Oh, just you wait until the Mass-a-two-shhhts people vote in a ton of new taxes, etc...then wonder why everyone is leaving just like they did in MA and the rest of the liberal lands like CA, etc...
whose leaving CA? last i heard,people are moving here in droves! oh,and the fact that most people in CA are from somehwere else...so we rather have the same problem you folks in NH do...native Californians are completely different than the masses who continually come to CA----the growth in the last 3 decades is more than the state can sustain-which is the obvious talking point. Yet,instead,all you hear is 'CA this' and 'CA that'....w/o any reference to the fact that CA is made up of folks from other places these days...first or maybe second generation at most.

Interestingly,though,you almost never hear a CA say 'dont come to CA'-and certainly you will not hear CA blaming it's problems on people from other states...I am originally from MA,though it has been decades since I left. I grew up irish catholic working class. I have also lived in MT where CA gets the blame,along with oregon,same deal...and I find it a bit strange that noone really knows which came first,the chicken or the egg-yet it's too easy to blame MA or CA. Who came to MA and 'made it like it is now',for example?
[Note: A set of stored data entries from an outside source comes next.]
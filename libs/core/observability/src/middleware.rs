//! Axum middleware for HTTP request metrics.

use axum::{
    body::Body,
    extract::MatchedPath,
    http::{Request, Response},
    middleware::Next,
};
use metrics::{counter, histogram};
use std::time::Instant;

/// Path label for requests that fell through to the fallback handler.
/// Scrapers hitting random paths would otherwise create one series each.
pub const UNMATCHED_PATH: &str = "<fallback>";

/// Records per request:
/// - `http_requests_total` with method, path, status labels
/// - `http_request_duration_seconds` with method, path labels
/// - `http_requests_errors_total` for 4xx and 5xx responses
///
/// ```rust,ignore
/// use axum::{Router, middleware};
/// use observability::middleware::metrics_middleware;
///
/// let app = Router::new()
///     .route("/metrics", get(metrics_handler))
///     .layer(middleware::from_fn(metrics_middleware));
/// ```
pub async fn metrics_middleware(
    matched_path: Option<MatchedPath>,
    request: Request<Body>,
    next: Next,
) -> Response<Body> {
    let start = Instant::now();
    let method = request.method().to_string();
    let path = matched_path
        .map(|p| p.as_str().to_string())
        .unwrap_or_else(|| UNMATCHED_PATH.to_string());

    let response = next.run(request).await;

    let duration = start.elapsed();
    let status = response.status().as_u16().to_string();

    counter!(
        "http_requests_total",
        "method" => method.clone(),
        "path" => path.clone(),
        "status" => status.clone()
    )
    .increment(1);

    histogram!(
        "http_request_duration_seconds",
        "method" => method.clone(),
        "path" => path.clone()
    )
    .record(duration.as_secs_f64());

    if response.status().is_client_error() || response.status().is_server_error() {
        counter!(
            "http_requests_errors_total",
            "method" => method,
            "path" => path,
            "status" => status
        )
        .increment(1);
    }

    response
}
B/C when I grew up there,aside from being politically a kennedy cult,it was full of hard working,large knit italian,irish and jewish families,in large part....something changed,and I will assume it was a combination of economic growth/prosperity and technology,along with migration of folks from other areas,to MA. But,the 'taxes' did not destroy MA. Trust me.
By the same token,you see VT blaming NY for it's issues,and certainly VT had a pretty sturdy tax base to begin with,lol. And oregon,too,blames CA,but had virtually no economy due to shifting industries.

A number of smaller,rural states do blame larger states for natural shifts-the timber industry,just like mining,are never forever. They are always phases-all around the world-in an economy. Instead of adjusting,the local economies go belly up and then blame other states or regions within a state for it's problems.

My point is simply that migration is one factor-a valid factor-but not the only factor in a state's economic and social condition at any given moment.

Colorado is an interesting state that seems to have grown and handled changing industries better than most. Not perfectly,of course,but some success,in my experience. I wish NH the best in creating new industries for folks who choose to reside there,whether it's their home state or not.

My spouse is a native californian-and cannot afford a home. He has never once blamed 'outsiders' or folks from other states,for this fact. I am sure my little post won't change people's views-but really,it warrants consideration-who's blaming whom for what?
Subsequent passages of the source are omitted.